We are suggesting that we do something about it, in spite of the voluntary reporting system. No one is suggesting that it is not done in good faith. In an ideal world, all drug companies would say that they think they are going to have shortages and that they will happen in six months, and they will flag them early. However, they do not.
This is not an ideal world. It has shown over three years that the system of voluntary reporting has not worked. It is time to go into a mandatory system. It is time to identify beforehand. It is time to look at what the United States has been doing successfully with this drug shortage problem, listen to it and maybe learn something.
Do we listen to best practices? No, but we should look at them. We should see that at the end of the day, this is not about the industry. This is about patient care. This is about people having access to the drugs they need when they need them.
Let me give the House an example. Hospital pharmacists and people who are treating patients for terminal illness and for certain cancers have found that some of the chemotherapy treatment obviously has side effects. The drugs to treat those side effects are now no longer easily available. The other drugs that they might used have far more side effects than they would want in a patient who has cancer or a terminal illness. Again, we are finding that people are unable to use the substitutions.
Epilepsy is another example.

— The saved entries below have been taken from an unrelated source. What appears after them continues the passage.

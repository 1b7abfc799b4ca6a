//! Line-oriented interactive loop.
//!
//! A plain line is a query. Lines starting with `:` are commands:
//! `:pick WORD`, `:add WORD SCORE`, `:cleanup`, `:help`, `:quit`.

use std::io::{self, BufRead, Write};

use autocomplete::{AutocompleteService, TrieAutocompleteService};

use crate::output::render_table;

const HELP: &str = "\
<prefix>          show completions
:pick WORD        record that WORD was chosen
:add WORD SCORE   add or re-score WORD
:cleanup          prune entries older than the configured age
:help             this text
:quit             exit
";

#[derive(Debug, PartialEq)]
pub enum ReplCommand {
    Empty,
    Query(String),
    Pick(String),
    Add { word: String, score: f64 },
    Cleanup,
    Help,
    Quit,
}

#[derive(Debug, PartialEq, thiserror::Error)]
pub enum CommandError {
    #[error("unknown command :{0} (try :help)")]
    Unknown(String),
    #[error("missing argument: {0}")]
    MissingArgument(&'static str),
    #[error("invalid score {0:?}")]
    InvalidScore(String),
}

pub fn parse_command(line: &str) -> Result<ReplCommand, CommandError> {
    let line = line.trim();
    let Some(rest) = line.strip_prefix(':') else {
        return Ok(if line.is_empty() {
            ReplCommand::Empty
        } else {
            ReplCommand::Query(line.to_string())
        });
    };
    let (name, args) = rest
        .split_once(char::is_whitespace)
        .map_or((rest, ""), |(n, a)| (n, a.trim()));
    match name {
        "pick" | "p" => {
            if args.is_empty() {
                return Err(CommandError::MissingArgument("WORD"));
            }
            Ok(ReplCommand::Pick(args.to_string()))
        }
        "add" | "a" => {
            let Some((word, score)) = args.rsplit_once(char::is_whitespace) else {
                return Err(CommandError::MissingArgument("WORD SCORE"));
            };
            let score = score
                .parse::<f64>()
                .ok()
                .filter(|s| s.is_finite())
                .ok_or_else(|| CommandError::InvalidScore(score.to_string()))?;
            Ok(ReplCommand::Add {
                word: word.trim().to_string(),
                score,
            })
        }
        "cleanup" | "c" => Ok(ReplCommand::Cleanup),
        "help" | "h" | "?" => Ok(ReplCommand::Help),
        "quit" | "q" | "exit" => Ok(ReplCommand::Quit),
        other => Err(CommandError::Unknown(other.to_string())),
    }
}

/// Drive the loop until `:quit` or end of input.
pub fn run<R: BufRead, W: Write>(
    service: &TrieAutocompleteService,
    input: R,
    mut out: W,
) -> io::Result<()> {
    let limit = service.config().search.max_results;
    for line in input.lines() {
        let line = line?;
        let cmd = match parse_command(&line) {
            Ok(cmd) => cmd,
            Err(e) => {
                writeln!(out, "error: {e}")?;
                continue;
            }
        };
        let result = match cmd {
            ReplCommand::Empty => Ok(Ok(())),
            ReplCommand::Quit => break,
            ReplCommand::Help => Ok(write!(out, "{HELP}")),
            ReplCommand::Query(prefix) => service
                .search(&prefix, limit)
                .map(|found| write!(out, "{}", render_table(&found))),
            ReplCommand::Pick(word) => service
                .record_selection(&word)
                .map(|()| writeln!(out, "picked {word}")),
            ReplCommand::Add { word, score } => service
                .add_word(&word, score)
                .map(|()| writeln!(out, "added {word} ({score})")),
            ReplCommand::Cleanup => service
                .cleanup_default()
                .map(|removed| writeln!(out, "pruned {removed} nodes")),
        };
        match result {
            Ok(written) => written?,
            Err(e) => writeln!(out, "error: {e}")?,
        }
        out.flush()?;
    }
    Ok(())
}
use serde::{Deserialize, Serialize};

/// Snapshot of a terminal node, detached from the live tree.
///
/// `score` is the static weight given at insert time; `last_used` is Unix
/// epoch seconds, `0` when the word has never been selected.
#[derive(Debug, Clone, PartialEq, Serialize, Deserialize)]
pub struct Suggestion {
    pub word: String,
    pub score: f64,
    pub frequency: u32,
    pub last_used: u64,
}

impl Suggestion {
    pub fn is_used(&self) -> bool {
        self.last_used != 0
    }
}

If people do not have the drugs that they have been taking for many years, which have been out there in the marketplace for a long time and have worked for many epileptics, and if they cannot find them, they have to go on to newer drugs that may or may not work for them and that may have many side effects for them, causing them to get sicker. By the way, if they do not get the drug and they have to wait for two weeks, the problem for patients is that they can start going back into epileptic seizures, when they had been controlled for 20 or 30 years.
This is an issue of patient care. The government does not have to continue with the voluntary measures that it has used and that have been shown to not work. We are talking about evidence here. If we had it for three years and it is making things worse, fix it. What is the big problem? I do not believe that if the United States is able to get industry to work with government and mandate certain things without industry getting mad at it, the government has taken a strong step forward. People there obviously give a hoot about their patients and what happens to their citizens.
The problem here is that we have to get on top of this. We have to be proactive about it. We have to mandate getting it out there. Many drugs, and I could go down an extensive list of drugs right now, are in short supply and will never flag on time. Timeliness is an issue, not simply mandating reporting. The thing about timeliness is that it gives the doctor and the pharmacist the ability to find a new and alternative drug, to search around and see if they can find that drug to tide the patient over while they are trying the new drug. This is an essential component of patient care. It is important for patients. For those here who have family members who are ill, especially with chronic diseases, or family members with acute diseases who cannot find immediate care for themselves, this is a real problem.
The government should stop doing the job thing and the ideological thing and look at actual outcomes. It should look at whether the situation it has had for three years is working and move forward to have a better system to emulate the practice in the United States. It is not a bad thing to emulate good practices. The government should emulate the practice of the United States Food and Drug Administration and what Mr. Obama has done. Let us take care of Canadian patients.
This is what we intend to do. This is why this bill has come forward. This is why we, as Liberals who flagged it and came up with similar ideas in the beginning, will support the bill. It is a good bill, it is a solid bill, and it will help patients in the long run.